* _DIRECTIONS FOR THIS TASK_
Retype each entry below, keeping every character the same.

+---+

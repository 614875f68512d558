//! Dense, index-addressed snapshot of a [`Graph`].
//!
//! Live vertices are renumbered `0..len` in ascending id order and their
//! neighbourhoods are stored in compressed sparse row form.

use std::ops::Range;

use super::{EdgeId, Graph, VertexId};

/// Compressed adjacency over the live vertices of a [`Graph`].
///
/// # Examples
/// ```
/// use mstbench_core::Graph;
///
/// let mut graph = Graph::new();
/// let a = graph.add_vertex();
/// let b = graph.add_vertex();
/// graph.add_edge(a, b)?;
/// graph.remove_vertex(a)?;
/// let c = graph.add_vertex();
/// graph.add_edge(b, c)?;
///
/// let dense = graph.dense_adjacency();
/// assert_eq!(dense.len(), 2);
/// assert_eq!(dense.index_of(b), Some(0));
/// assert_eq!(dense.neighbours(0), &[1]);
/// # Ok::<(), mstbench_core::GraphError>(())
/// ```
#[derive(Clone, Debug, Default)]
pub struct DenseAdjacency {
    ids: Vec<VertexId>,
    slots: Vec<Option<usize>>,
    offsets: Vec<usize>,
    neighbours: Vec<usize>,
    edges: Vec<EdgeId>,
}

impl DenseAdjacency {
    pub(super) fn from_graph(graph: &Graph) -> Self {
        let ids: Vec<VertexId> = graph.vertices().collect();
        let mut slots = vec![None; graph.vertex_capacity()];
        for (index, id) in ids.iter().enumerate() {
            if let Some(slot) = slots.get_mut(id.index()) {
                *slot = Some(index);
            }
        }

        let mut offsets = Vec::with_capacity(ids.len() + 1);
        let mut neighbours = Vec::with_capacity(graph.edge_count() * 2);
        let mut edges = Vec::with_capacity(graph.edge_count() * 2);
        offsets.push(0);
        for &id in &ids {
            for &(neighbour, edge) in graph.incident(id) {
                if let Some(Some(index)) = slots.get(neighbour.index()) {
                    neighbours.push(*index);
                    edges.push(edge);
                }
            }
            offsets.push(neighbours.len());
        }

        Self {
            ids,
            slots,
            offsets,
            neighbours,
            edges,
        }
    }

    /// Number of vertices in the snapshot.
    #[must_use]
    pub fn len(&self) -> usize {
        self.ids.len()
    }

    /// Returns `true` when the snapshot has no vertices.
    #[must_use]
    pub fn is_empty(&self) -> bool {
        self.ids.is_empty()
    }

    /// Number of undirected edges in the snapshot.
    #[must_use]
    pub fn edge_count(&self) -> usize {
        self.neighbours.len() / 2
    }

    /// Maps a dense index back to the stable vertex id.
    #[must_use]
    pub fn vertex_id(&self, index: usize) -> Option<VertexId> {
        self.ids.get(index).copied()
    }

    /// Returns the stable vertex ids in dense order.
    #[must_use]
    #[rustfmt::skip]
    pub fn vertex_ids(&self) -> &[VertexId] { &self.ids }

    /// Maps a stable vertex id to its dense index.
    #[must_use]
    pub fn index_of(&self, vertex: VertexId) -> Option<usize> {
        self.slots.get(vertex.index()).copied().flatten()
    }

    /// Dense indices adjacent to `index`. Out-of-range indices yield an empty
    /// slice.
    #[must_use]
    pub fn neighbours(&self, index: usize) -> &[usize] {
        self.row(index)
            .and_then(|range| self.neighbours.get(range))
            .unwrap_or_default()
    }

    /// Iterates over `(neighbour index, edge id)` pairs incident to `index`.
    pub fn incident(&self, index: usize) -> impl Iterator<Item = (usize, EdgeId)> + '_ {
        let range = self.row(index).unwrap_or(0..0);
        let neighbours = self.neighbours.get(range.clone()).unwrap_or_default();
        let edges = self.edges.get(range).unwrap_or_default();
        neighbours.iter().copied().zip(edges.iter().copied())
    }

    fn row(&self, index: usize) -> Option<Range<usize>> {
        let start = *self.offsets.get(index)?;
        let end = *self.offsets.get(index + 1)?;
        Some(start..end)
    }
}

+---+

* _ANSWER FOR THE TASK_
repository 614875f68512d558
//! Dense, index-addressed snapshot of a [`Graph`].
//!
//! Live vertices are renumbered `0..len` in ascending id order and their
//! neighbourhoods are stored in compressed sparse row form.

use std::ops::Range;

use super::{EdgeId, Graph, VertexId};

/// Compressed adjacency over the live vertices of a [`Graph`].
///
/// # Examples
/// ```
/// use mstbench_core::Graph;
///
/// let mut graph = Graph::new();
/// let a = graph.add_vertex();
/// let b = graph.add_vertex();
/// graph.add_edge(a, b)?;
/// graph.remove_vertex(a)?;
/// let c = graph.add_vertex();
/// graph.add_edge(b, c)?;
///
/// let dense = graph.dense_adjacency();
/// assert_eq!(dense.len(), 2);
/// assert_eq!(dense.index_of(b), Some(0));
/// assert_eq!(dense.neighbours(0), &[1]);
/// # Ok::<(), mstbench_core::GraphError>(())
/// ```
#[derive(Clone, Debug, Default)]
pub struct DenseAdjacency {
    ids: Vec<VertexId>,
    slots: Vec<Option<usize>>,
    offsets: Vec<usize>,
    neighbours: Vec<usize>,
    edges: Vec<EdgeId>,
}

impl DenseAdjacency {
    pub(super) fn from_graph(graph: &Graph) -> Self {
        let ids: Vec<VertexId> = graph.vertices().collect();
        let mut slots = vec![None; graph.vertex_capacity()];
        for (index, id) in ids.iter().enumerate() {
            if let Some(slot) = slots.get_mut(id.index()) {
                *slot = Some(index);
            }
        }

        let mut offsets = Vec::with_capacity(ids.len() + 1);
        let mut neighbours = Vec::with_capacity(graph.edge_count() * 2);
        let mut edges = Vec::with_capacity(graph.edge_count() * 2);
        offsets.push(0);
        for &id in &ids {
            for &(neighbour, edge) in graph.incident(id) {
                if let Some(Some(index)) = slots.get(neighbour.index()) {
                    neighbours.push(*index);
                    edges.push(edge);
                }
            }
            offsets.push(neighbours.len());
        }

        Self {
            ids,
            slots,
            offsets,
            neighbours,
            edges,
        }
    }

    /// Number of vertices in the snapshot.
    #[must_use]
    pub fn len(&self) -> usize {
        self.ids.len()
    }

    /// Returns `true` when the snapshot has no vertices.
    #[must_use]
    pub fn is_empty(&self) -> bool {
        self.ids.is_empty()
    }

    /// Number of undirected edges in the snapshot.
    #[must_use]
    pub fn edge_count(&self) -> usize {
        self.neighbours.len() / 2
    }

    /// Maps a dense index back to the stable vertex id.
    #[must_use]
    pub fn vertex_id(&self, index: usize) -> Option<VertexId> {
        self.ids.get(index).copied()
    }

    /// Returns the stable vertex ids in dense order.
    #[must_use]
    #[rustfmt::skip]
    pub fn vertex_ids(&self) -> &[VertexId] { &self.ids }

    /// Maps a stable vertex id to its dense index.
    #[must_use]
    pub fn index_of(&self, vertex: VertexId) -> Option<usize> {
        self.slots.get(vertex.index()).copied().flatten()
    }

    /// Dense indices adjacent to `index`. Out-of-range indices yield an empty
    /// slice.
    #[must_use]
    pub fn neighbours(&self, index: usize) -> &[usize] {
        self.row(index)
            .and_then(|range| self.neighbours.get(range))
            .unwrap_or_default()
    }

    /// Iterates over `(neighbour index, edge id)` pairs incident to `index`.
    pub fn incident(&self, index: usize) -> impl Iterator<Item = (usize, EdgeId)> + '_ {
        let range = self.row(index).unwrap_or(0..0);
        let neighbours = self.neighbours.get(range.clone()).unwrap_or_default();
        let edges = self.edges.get(range).unwrap_or_default();
        neighbours.iter().copied().zip(edges.iter().copied())
    }

    fn row(&self, index: usize) -> Option<Range<usize>> {
        let start = *self.offsets.get(index)?;
        let end = *self.offsets.get(index + 1)?;
        Some(start..end)
    }
}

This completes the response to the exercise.